Attitudes towards sex in Germany vs. the US

Having spent a good amount of time in both Germany and the United States, I have noticed one very big difference. And the difference has to with the attitude towards sex in both countries.

In Germany, sex as seen as a natural thing that happens, even between young people. Most German teenagers who are in relationships are allowed to sleep at each other houses (and yes, I mean together in the same bed). Even if they have their significant other just come over for the day, they are allowed to go up to the teen's room together, close the door, and be undisturbed. Sometimes they're having sex, sometimes they're not. But they have the opportunity to do so. And their parents aren't stopping them. They themselves were brought up that way and would rather have their children doing it at home than in a car somewhere. Sex is a fact of life, and other than telling their children to be safe, German parents aren't going to do much else about it.

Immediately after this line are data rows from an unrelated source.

//! Publishers, institutions and sources

use super::{at, copy_fields, counts_by_year, get, ids_row, items, push_many, ref_id, row, RowSet, RowSets};
use serde_json::{Map, Value};

pub(super) fn publisher(id: &str, object: &Map<String, Value>) -> RowSets {
    let mut main = copy_fields(
        id,
        object,
        &[
            "display_name",
            "alternate_titles",
            "country_codes",
            "hierarchy_level",
            "works_count",
            "cited_by_count",
            "sources_api_url",
            "updated_date",
        ],
    );
    main.insert("parent_publisher".into(), ref_id(&get(object, "parent_publisher")));

    let mut sets = RowSets::new();
    sets.insert("publishers".into(), RowSet::One(main));
    sets.insert(
        "publishers_ids".into(),
        RowSet::One(ids_row("publisher_id", id, object, &["openalex", "ror", "wikidata"])),
    );
    push_many(
        &mut sets,
        "publishers_counts_by_year",
        counts_by_year("publisher_id", id, object, &["works_count", "cited_by_count"]),
    );
    sets
}

pub(super) fn institution(id: &str, object: &Map<String, Value>) -> RowSets {
    let main = copy_fields(
        id,
        object,
        &[
            "ror",
            "display_name",
            "country_code",
            "type",
            "homepage_url",
            "image_url",
            "image_thumbnail_url",
            "display_name_acronyms",
            "display_name_alternatives",
            "works_count",
            "cited_by_count",
            "works_api_url",
            "updated_date",
        ],
    );

    let mut sets = RowSets::new();
    sets.insert("institutions".into(), RowSet::One(main));
    sets.insert(
        "institutions_ids".into(),
        RowSet::One(ids_row(
            "institution_id",
            id,
            object,
            &["openalex", "ror", "grid", "wikipedia", "wikidata", "mag"],
        )),
    );

    if object.get("geo").is_some_and(Value::is_object) {
        sets.insert(
            "institutions_geo".into(),
            RowSet::One(row([
                ("institution_id", Value::String(id.to_string())),
                ("city", at(object, "/geo/city")),
                ("geonames_city_id", at(object, "/geo/geonames_city_id")),
                ("region", at(object, "/geo/region")),
                ("country_code", at(object, "/geo/country_code")),
                ("country", at(object, "/geo/country")),
                ("latitude", at(object, "/geo/latitude")),
                ("longitude", at(object, "/geo/longitude")),
            ])),
        );
    }

    let associated = items(object, "associated_institutions")
        .filter_map(Value::as_object)
        .filter_map(|assoc| {
            let other = ref_id(&get(assoc, "id"));
            (!other.is_null()).then(|| {
                row([
                    ("institution_id", Value::String(id.to_string())),
                    ("associated_institution_id", other),
                    ("relationship", get(assoc, "relationship")),
                ])
            })
        })
        .collect();
    push_many(&mut sets, "institutions_associated_institutions", associated);
    push_many(
        &mut sets,
        "institutions_counts_by_year",
        counts_by_year("institution_id", id, object, &["works_count", "cited_by_count"]),
    );
    sets
}

pub(super) fn source(id: &str, object: &Map<String, Value>) -> RowSets {
    let mut main = copy_fields(
        id,
        object,
        &[
            "issn_l",
            "issn",
            "display_name",
            "type",
            "is_oa",
            "is_in_doaj",
            "homepage_url",
            "works_count",
            "cited_by_count",
            "works_api_url",
            "updated_date",
        ],
    );
    // Older snapshots carry `publisher`, newer ones `host_organization_name`.
    let publisher = match get(object, "host_organization_name") {
        Value::Null => get(object, "publisher"),
        name => name,
    };
    main.insert("publisher".into(), publisher);

    let mut sets = RowSets::new();
    sets.insert("sources".into(), RowSet::One(main));
    sets.insert(
        "sources_ids".into(),
        RowSet::One(ids_row(
            "source_id",
            id,
            object,
            &["openalex", "issn_l", "issn", "mag", "wikidata", "fatcat"],
        )),
    );
    push_many(
        &mut sets,
        "sources_counts_by_year",
        counts_by_year("source_id", id, object, &["works_count", "cited_by_count"]),
    );
    sets
}
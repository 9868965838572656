//! Persisted checkpoint document

use crate::entity::EntityKind;
use chrono::{DateTime, Utc};
use serde::{Deserialize, Serialize};
use std::collections::{BTreeMap, BTreeSet};

/// Format version written into every checkpoint
pub const CHECKPOINT_VERSION: &str = "1.0";

/// Entries kept in the error log
pub const MAX_ERROR_LOG: usize = 100;

/// Progress of one entity kind
#[derive(Debug, Clone, Copy, Default, PartialEq, Eq, Serialize, Deserialize)]
#[serde(rename_all = "snake_case")]
pub enum EntityStatus {
    #[default]
    NotStarted,
    InProgress,
    Completed,
}

impl EntityStatus {
    pub fn as_str(self) -> &'static str {
        match self {
            EntityStatus::NotStarted => "not_started",
            EntityStatus::InProgress => "in_progress",
            EntityStatus::Completed => "completed",
        }
    }
}

/// Checkpoint entry for a single entity kind
#[derive(Debug, Clone, Default, PartialEq, Eq, Serialize, Deserialize)]
pub struct EntityState {
    #[serde(default)]
    pub status: EntityStatus,
    /// Idempotency key of the file most recently started
    #[serde(default)]
    pub current_file: Option<String>,
    #[serde(default)]
    pub last_processed: Option<DateTime<Utc>>,
    /// Files whose final flush succeeded; only ever grows
    #[serde(default)]
    pub completed_files: BTreeSet<String>,
    #[serde(default)]
    pub completed_at: Option<DateTime<Utc>>,
}

/// One recorded failure
#[derive(Debug, Clone, PartialEq, Eq, Serialize, Deserialize)]
pub struct ErrorEntry {
    pub timestamp: DateTime<Utc>,
    pub entity_type: String,
    pub error_message: String,
}

/// The whole checkpoint document
#[derive(Debug, Clone, PartialEq, Eq, Serialize, Deserialize)]
pub struct CheckpointState {
    pub version: String,
    pub last_updated: DateTime<Utc>,
    #[serde(default)]
    pub entities: BTreeMap<String, EntityState>,
    /// Records flushed per entity, keyed `<entity>_count`
    #[serde(default)]
    pub total_processed: BTreeMap<String, u64>,
    #[serde(default)]
    pub error_log: Vec<ErrorEntry>,
}

impl Default for CheckpointState {
    fn default() -> Self {
        Self::new()
    }
}

impl CheckpointState {
    /// Fresh state with a zeroed counter for every entity kind
    pub fn new() -> Self {
        Self {
            version: CHECKPOINT_VERSION.to_string(),
            last_updated: Utc::now(),
            entities: BTreeMap::new(),
            total_processed: EntityKind::ALL
                .iter()
                .map(|kind| (kind.count_key(), 0))
                .collect(),
            error_log: Vec::new(),
        }
    }

    pub fn entity(&self, kind: EntityKind) -> Option<&EntityState> {
        self.entities.get(kind.as_str())
    }

    fn entity_mut(&mut self, kind: EntityKind) -> &mut EntityState {
        self.entities.entry(kind.as_str().to_string()).or_default()
    }

    fn touch(&mut self) {
        self.last_updated = Utc::now();
    }

    /// Record that `file_key` is being worked on. A completed entity stays completed.
    pub fn mark_file_started(&mut self, kind: EntityKind, file_key: &str) {
        let now = Utc::now();
        let entity = self.entity_mut(kind);
        entity.current_file = Some(file_key.to_string());
        entity.last_processed = Some(now);
        if entity.status == EntityStatus::NotStarted {
            entity.status = EntityStatus::InProgress;
        }
        self.touch();
    }

    /// Add `file_key` to the completed set and count its records.
    ///
    /// Returns `false` when the file was already complete; the counter is
    /// left alone in that case so re-delivered files are not double counted.
    pub fn mark_file_complete(&mut self, kind: EntityKind, file_key: &str, records: u64) -> bool {
        let now = Utc::now();
        let entity = self.entity_mut(kind);
        let newly_completed = entity.completed_files.insert(file_key.to_string());
        entity.last_processed = Some(now);
        if entity.status == EntityStatus::NotStarted {
            entity.status = EntityStatus::InProgress;
        }

        if newly_completed {
            *self.total_processed.entry(kind.count_key()).or_insert(0) += records;
        }
        self.touch();
        newly_completed
    }

    pub fn mark_entity_complete(&mut self, kind: EntityKind) {
        let now = Utc::now();
        let entity = self.entity_mut(kind);
        entity.status = EntityStatus::Completed;
        entity.completed_at = Some(now);
        self.touch();
    }

    pub fn is_file_complete(&self, kind: EntityKind, file_key: &str) -> bool {
        self.entity(kind)
            .is_some_and(|e| e.completed_files.contains(file_key))
    }

    pub fn is_entity_complete(&self, kind: EntityKind) -> bool {
        self.entity(kind)
            .is_some_and(|e| e.status == EntityStatus::Completed)
    }

    /// Forget everything about `kind` and zero its counter
    pub fn reset_entity(&mut self, kind: EntityKind) {
        self.entities.remove(kind.as_str());
        self.total_processed.insert(kind.count_key(), 0);
        self.touch();
    }

    pub fn log_error(&mut self, entity_type: &str, message: &str) {
        self.error_log.push(ErrorEntry {
            timestamp: Utc::now(),
            entity_type: entity_type.to_string(),
            error_message: message.to_string(),
        });
        if self.error_log.len() > MAX_ERROR_LOG {
            let excess = self.error_log.len() - MAX_ERROR_LOG;
            self.error_log.drain(..excess);
        }
        self.touch();
    }

    pub fn summary(&self) -> CheckpointSummary {
        CheckpointSummary {
            last_updated: self.last_updated,
            total_processed: self.total_processed.clone(),
            entities: self
                .entities
                .iter()
                .map(|(name, state)| {
                    (
                        name.clone(),
                        EntitySummary {
                            status: state.status,
                            last_processed_file: state.current_file.clone(),
                            completed_files_count: state.completed_files.len(),
                            completed_at: state.completed_at,
                        },
                    )
                })
                .collect(),
            recent_errors: self.error_log.iter().rev().take(5).cloned().collect(),
        }
    }
}

/// Read-only progress view
#[derive(Debug, Clone, PartialEq, Eq, Serialize)]
pub struct CheckpointSummary {
    pub last_updated: DateTime<Utc>,
    pub total_processed: BTreeMap<String, u64>,
    pub entities: BTreeMap<String, EntitySummary>,
    /// Newest first
    pub recent_errors: Vec<ErrorEntry>,
}

#[derive(Debug, Clone, PartialEq, Eq, Serialize)]
pub struct EntitySummary {
    pub status: EntityStatus,
    pub last_processed_file: Option<String>,
    pub completed_files_count: usize,
    pub completed_at: Option<DateTime<Utc>>,
}

#[cfg(test)]
mod tests {
    use super::*;

    #[test]
    fn test_new_state_has_all_counters() {
        let state = CheckpointState::new();
        assert_eq!(state.version, CHECKPOINT_VERSION);
        assert_eq!(state.total_processed.len(), EntityKind::ALL.len());
        assert_eq!(state.total_processed["works_count"], 0);
    }

    #[test]
    fn test_status_never_regresses() {
        let mut state = CheckpointState::new();
        state.mark_file_started(EntityKind::Authors, "p/a.gz");
        assert_eq!(
            state.entity(EntityKind::Authors).map(|e| e.status),
            Some(EntityStatus::InProgress)
        );

        state.mark_entity_complete(EntityKind::Authors);
        state.mark_file_started(EntityKind::Authors, "p/c.gz");
        assert!(state.is_entity_complete(EntityKind::Authors));
    }

    #[test]
    fn test_file_completion_counts_once() {
        let mut state = CheckpointState::new();
        assert!(state.mark_file_complete(EntityKind::Works, "p/a.gz", 10));
        assert!(!state.mark_file_complete(EntityKind::Works, "p/a.gz", 10));

        assert!(state.is_file_complete(EntityKind::Works, "p/a.gz"));
        assert!(!state.is_file_complete(EntityKind::Authors, "p/a.gz"));
        assert_eq!(state.total_processed["works_count"], 10);
    }

    #[test]
    fn test_error_log_is_bounded() {
        let mut state = CheckpointState::new();
        for i in 0..(MAX_ERROR_LOG + 7) {
            state.log_error("works", &format!("failure {}", i));
        }
        assert_eq!(state.error_log.len(), MAX_ERROR_LOG);
        assert_eq!(state.error_log[0].error_message, "failure 7");
        assert_eq!(
            state.error_log.last().map(|e| e.error_message.as_str()),
            Some("failure 106")
        );
    }

    #[test]
    fn test_reset_entity_clears_progress() {
        let mut state = CheckpointState::new();
        state.mark_file_complete(EntityKind::Topics, "p/a.gz", 3);
        state.reset_entity(EntityKind::Topics);

        assert!(state.entity(EntityKind::Topics).is_none());
        assert_eq!(state.total_processed["topics_count"], 0);
    }

    #[test]
    fn test_summary_reports_counts() {
        let mut state = CheckpointState::new();
        state.mark_file_started(EntityKind::Sources, "p/b.gz");
        state.mark_file_complete(EntityKind::Sources, "p/a.gz", 4);

        let summary = state.summary();
        let sources = &summary.entities["sources"];
        assert_eq!(sources.status, EntityStatus::InProgress);
        assert_eq!(sources.completed_files_count, 1);
        assert_eq!(sources.last_processed_file.as_deref(), Some("p/b.gz"));
    }

    #[test]
    fn test_parses_document_with_missing_optional_fields() {
        let raw = r#"{
            "version": "1.0",
            "last_updated": "2024-03-01T10:00:00Z",
            "entities": {"authors": {"status": "in_progress", "completed_files": ["x/a.gz"]}}
        }"#;
        let state: CheckpointState = serde_json::from_str(raw).unwrap();
        assert!(state.is_file_complete(EntityKind::Authors, "x/a.gz"));
        assert!(state.error_log.is_empty());
    }
}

In America, at least where I grew up, sex is seen as an act between two consenting adults. Parents don't want their teens having sex, and they aren't going to condone having it done in their home. In high school, having a significant other sleep in the same room/bed with their teen is going to be out of the question. Sex=pregnancy. Sex is dangerous and is only for adults. Most parents are just going to say not to do it, others will talk about birth control: and then proceed to tell their children not to do it.

What do I think? I think an open attitude towards sex is more healthy. I think parents and children should be able to talk about it, and I think teens should learn how to be responsible (according to recent studies, more American teens get pregnant than European teens. doesn't that tell anyone anything?) While I most likely would not let a child have their significant other sleepover until they are 18 (even that wasn't allowed in my home: but it has to do with American culture)-a senior in high school, I would let them have their significant other over, go in their room during the day, close the door, etc. You have to trust your child. It makes no sense to not allow them any freedom up until you send them off to college. It's no wonder so many college kids "go wild."